This feature documents that central banks operating under inflation targeting or similar regimes have in practice pursued their objectives in a targeted manner in the sense that they have reacted more forcefully to demand-driven than to supply-driven inflation. This new finding comes from the estimation of Taylor-type monetary policy rules for seven major advanced economies. The estimated targeted response aligns with both monetary theory prescriptions and central banks' doctrine as reflected in their official statements. Our analysis further suggests that during the post-pandemic inflation surge, policy rates were initially slow to respond but eventually caught up with the levels predicted by the targeted Taylor rules.1
JEL classification: E12, E3, E52
Mainstream monetary theory prescribes an asymmetric response to fluctuations in inflation, depending on their underlying drivers. If inflation stems from demand factors, the theory calls for a strong response to stabilise both inflation and output. By contrast, if inflation is due to supply factors, the central bank should give more weight to economic activity and partly "look through" associated inflationary pressures as long as inflation expectations remain firmly anchored (eg Erceg et al (2000); Bodenstein et al (2008)).
The doctrine of central banks operating under flexible inflation targeting or similar regimes reflects these principles. Central banks commonly acknowledge a more muted response to supply-driven inflation due to the often transitory nature of underlying shocks and to the induced macroeconomic trade-offs. As supply shocks push prices and output in opposite directions, central banks tend to respond more mildly to supply-driven inflationary (disinflationary) pressures to avoid reinforcing economic downturns (overheating). Central banks' common approach to accommodate supply-driven (dis)inflation underpins their medium-term price stability objectives.
Key takeaways
- Over recent decades, central banks in advanced economies have responded much more strongly to demand- than to supply-driven inflation as gleaned from estimated targeted Taylor rules.
- This new finding corroborates both prescriptions of monetary theory and central bank doctrine as reflected in official statements.

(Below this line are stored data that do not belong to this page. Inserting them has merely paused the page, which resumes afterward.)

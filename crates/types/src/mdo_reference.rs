use std::{
    collections::HashMap,
    fmt::Display,
    hash::{Hash, Hasher},
    str::FromStr,
    sync::{Arc, LazyLock, PoisonError, RwLock},
};

use tracing::{debug, trace};

use crate::{
    enum_with_name::EnumWithName,
    error::{BslError, Result},
    mdo_type::MdoType,
    script_variant::ScriptVariant,
};

/// Every reference created so far, keyed by both lowercased spellings.
static REFERENCES: LazyLock<RwLock<HashMap<String, MdoReference>>> =
    LazyLock::new(|| RwLock::new(HashMap::new()));

static EMPTY: LazyLock<MdoReference> = LazyLock::new(|| {
    MdoReference(Arc::new(Inner {
        mdo_type: MdoType::Unknown,
        mdo_ref: String::new(),
        mdo_ref_ru: String::new(),
    }))
});

/// Reference to a metadata object written as `Kind.Name`, e.g. `Catalog.Goods`.
///
/// Nested objects extend the owner's path: `Catalog.Goods.TabularSection.Prices`. References
/// are cached for the lifetime of the process, so creating the same one twice returns the
/// cached value whatever case or language was used the second time.
#[derive(Debug, Clone)]
pub struct MdoReference(Arc<Inner>);

#[derive(Debug)]
struct Inner {
    mdo_type: MdoType,
    mdo_ref: String,
    mdo_ref_ru: String,
}

impl MdoReference {
    #[must_use]
    pub fn empty() -> Self {
        EMPTY.clone()
    }

    /// Creates a reference from ready-made spellings.
    ///
    /// The caller is responsible for both spellings naming the same object.
    #[must_use]
    pub fn create_full(mdo_type: MdoType, mdo_ref: &str, mdo_ref_ru: &str) -> Self {
        Self::get_or_compute(mdo_type, mdo_ref.to_owned(), mdo_ref_ru.to_owned())
    }

    /// Creates a reference to a top-level object.
    #[must_use]
    pub fn create(mdo_type: MdoType, name: &str) -> Self {
        Self::get_or_compute(
            mdo_type,
            format!("{}.{name}", mdo_type.name_en()),
            format!("{}.{name}", mdo_type.name_ru()),
        )
    }

    /// Creates a reference to an object nested in `owner`.
    ///
    /// An empty owner makes this the same as [`MdoReference::create`].
    #[must_use]
    pub fn child(owner: &Self, mdo_type: MdoType, name: &str) -> Self {
        if owner.is_empty() {
            return Self::create(mdo_type, name);
        }
        Self::get_or_compute(
            mdo_type,
            format!("{}.{}.{name}", owner.mdo_ref(), mdo_type.name_en()),
            format!("{}.{}.{name}", owner.mdo_ref_ru(), mdo_type.name_ru()),
        )
    }

    /// Parses `Kind.Name[.Kind.Name...]` where each kind may be written in either language,
    /// singular or plural.
    ///
    /// Pairs with an unrecognised kind are skipped.
    ///
    /// # Errors
    /// Returns [`BslError::IncorrectFullName`] when the text has no recognised `Kind.Name` pair
    /// or ends with a kind that has no name.
    pub fn parse(full_name: &str) -> Result<Self> {
        let parts = full_name.split('.').collect::<Vec<_>>();
        if parts.len() <= 1 {
            return Err(BslError::IncorrectFullName(full_name.to_owned()));
        }

        let mut reference: Option<Self> = None;
        for pair in parts.chunks(2) {
            let Some(mdo_type) = MdoType::from_value(pair[0]) else {
                continue;
            };
            let Some(name) = pair.get(1) else {
                return Err(BslError::IncorrectFullName(full_name.to_owned()));
            };
            reference = Some(match reference {
                Some(owner) => Self::child(&owner, mdo_type, name),
                None => Self::create(mdo_type, name),
            });
        }

        reference.ok_or_else(|| BslError::IncorrectFullName(full_name.to_owned()))
    }

    /// Looks a previously created reference up by either spelling, ignoring case.
    #[must_use]
    pub fn find(mdo_ref: &str) -> Option<Self> {
        REFERENCES
            .read()
            .unwrap_or_else(PoisonError::into_inner)
            .get(&mdo_ref.to_lowercase())
            .cloned()
    }

    #[must_use]
    pub fn mdo_type(&self) -> MdoType {
        self.0.mdo_type
    }

    #[must_use]
    pub fn mdo_ref(&self) -> &str {
        &self.0.mdo_ref
    }

    #[must_use]
    pub fn mdo_ref_ru(&self) -> &str {
        &self.0.mdo_ref_ru
    }

    /// Spelling for the script variant: English for `English`, Russian otherwise.
    #[must_use]
    pub fn mdo_ref_for(&self, script_variant: ScriptVariant) -> &str {
        match script_variant {
            ScriptVariant::English => self.mdo_ref(),
            ScriptVariant::Russian | ScriptVariant::Unknown => self.mdo_ref_ru(),
        }
    }

    #[must_use]
    pub fn is_empty(&self) -> bool {
        self.0.mdo_type == MdoType::Unknown && self.0.mdo_ref.is_empty()
    }

    #[cfg(test)]
    pub(crate) fn ptr_eq(&self, other: &Self) -> bool {
        Arc::ptr_eq(&self.0, &other.0)
    }

    fn get_or_compute(mdo_type: MdoType, mdo_ref: String, mdo_ref_ru: String) -> Self {
        let key = mdo_ref.to_lowercase();
        if let Some(found) = REFERENCES
            .read()
            .unwrap_or_else(PoisonError::into_inner)
            .get(&key)
        {
            trace!(mdo_ref = %found, "reference found in cache");
            return found.clone();
        }

        let mut references = REFERENCES.write().unwrap_or_else(PoisonError::into_inner);
        // another thread may have created it between the two locks
        if let Some(found) = references.get(&key) {
            return found.clone();
        }
        let reference = Self(Arc::new(Inner {
            mdo_type,
            mdo_ref,
            mdo_ref_ru,
        }));
        references.insert(key, reference.clone());
        references
            .entry(reference.mdo_ref_ru().to_lowercase())
            .or_insert_with(|| reference.clone());
        debug!(
            mdo_ref = reference.mdo_ref(),
            mdo_ref_ru = reference.mdo_ref_ru(),
            mdo_type = %mdo_type,
            "reference created"
        );
        reference
    }
}

impl PartialEq for MdoReference {
    fn eq(&self, other: &Self) -> bool {
        self.0.mdo_ref == other.0.mdo_ref
    }
}

impl Eq for MdoReference {}

impl Hash for MdoReference {
    fn hash<H: Hasher>(&self, state: &mut H) {
        self.0.mdo_ref.hash(state);
    }
}

impl FromStr for MdoReference {
    type Err = BslError;

    fn from_str(s: &str) -> Result<Self> {
        Self::parse(s)
    }
}

impl Display for MdoReference {
    fn fmt(&self, f: &mut std::fmt::Formatter<'_>) -> std::fmt::Result {
        write!(f, "{}", self.0.mdo_ref)
    }
}
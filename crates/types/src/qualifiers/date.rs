use serde::{Deserialize, Serialize};

use crate::{enum_with_name::EnumWithName, multi_name::MultiName};

use super::DateFractions;

#[derive(Debug, Clone, Copy, Default, PartialEq, Eq, Hash, Serialize, Deserialize)]
#[serde(rename_all = "camelCase")]
pub struct DateQualifiers {
    date_fractions: DateFractions,
}

impl DateQualifiers {
    /// Qualifier keeping both the date and the time.
    #[must_use]
    pub fn new() -> Self {
        Self::default()
    }

    #[must_use]
    pub fn with_fractions(date_fractions: DateFractions) -> Self {
        Self { date_fractions }
    }

    #[must_use]
    pub fn date_fractions(&self) -> DateFractions {
        self.date_fractions
    }

    #[must_use]
    pub fn description(&self) -> MultiName {
        MultiName::new(
            &format!("DateQualifiers ({})", self.date_fractions.name_en()),
            &format!("КвалификаторыДаты ({})", self.date_fractions.name_ru()),
        )
    }
}

#[cfg(test)]
mod tests {
    use super::*;

    #[test]
    fn test_create() {
        let qualifiers = DateQualifiers::new();
        assert_eq!(qualifiers.date_fractions(), DateFractions::DateTime);
        assert_eq!(qualifiers.description().en(), "DateQualifiers (DateTime)");
        assert_eq!(qualifiers.description().ru(), "КвалификаторыДаты (ДатаВремя)");

        let qualifiers = DateQualifiers::with_fractions(DateFractions::Date);
        assert_eq!(qualifiers.date_fractions(), DateFractions::Date);
    }
}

- During the post-pandemic inflation surge, policy rates were initially slow to respond but eventually caught up with the levels predicted by the targeted Taylor rules.
That said, conventional policy rules used to describe monetary policy reaction functions do not account for this asymmetric response. Instead, these rules essentially assume that policy rates respond to inflation in a uniform way irrespective of its underlying drivers (eg Taylor (1993); Clarida et al (2000); Smets and Wouters (2007)). In more refined versions of such rules, the lack of response to supply shocks due to their transitory nature is sometimes taken into account by formulating the policy rule in terms of core inflation (Carvalho et al (2021)) or an inflation forecast (Svensson (1997)).
This special feature bridges the gap between theory and doctrine on the one hand and the conventional description of policy reaction functions on the other.2 We do so by estimating targeted Taylor rules that allow for different (targeted) responses to demand- and supply-driven inflation. To achieve this, we build on recent contributions by Shapiro (2022) and Eickmeier and Hofmann (2022) that disentangle the demand and supply factors underlying observable inflation dynamics. These approaches identify the time series of demand- and supply-driven inflation based on the basic conceptual consideration that a demand shock moves inflation and output in the same direction, while a supply shock moves them in opposite directions. The resulting time series of demand- and supply-driven inflation highlight the changes in inflation drivers over time and, notably, reveal that the post-Covid-19 pandemic inflation surge was due to both demand and supply factors (Graph 1). We use these time series to estimate targeted Taylor rules for seven major jurisdictions (Australia, Canada, the euro area, Korea, Sweden, the United Kingdom and the United States) over periods when these economies operated price stability-oriented monetary policy regimes such as flexible inflation targeting.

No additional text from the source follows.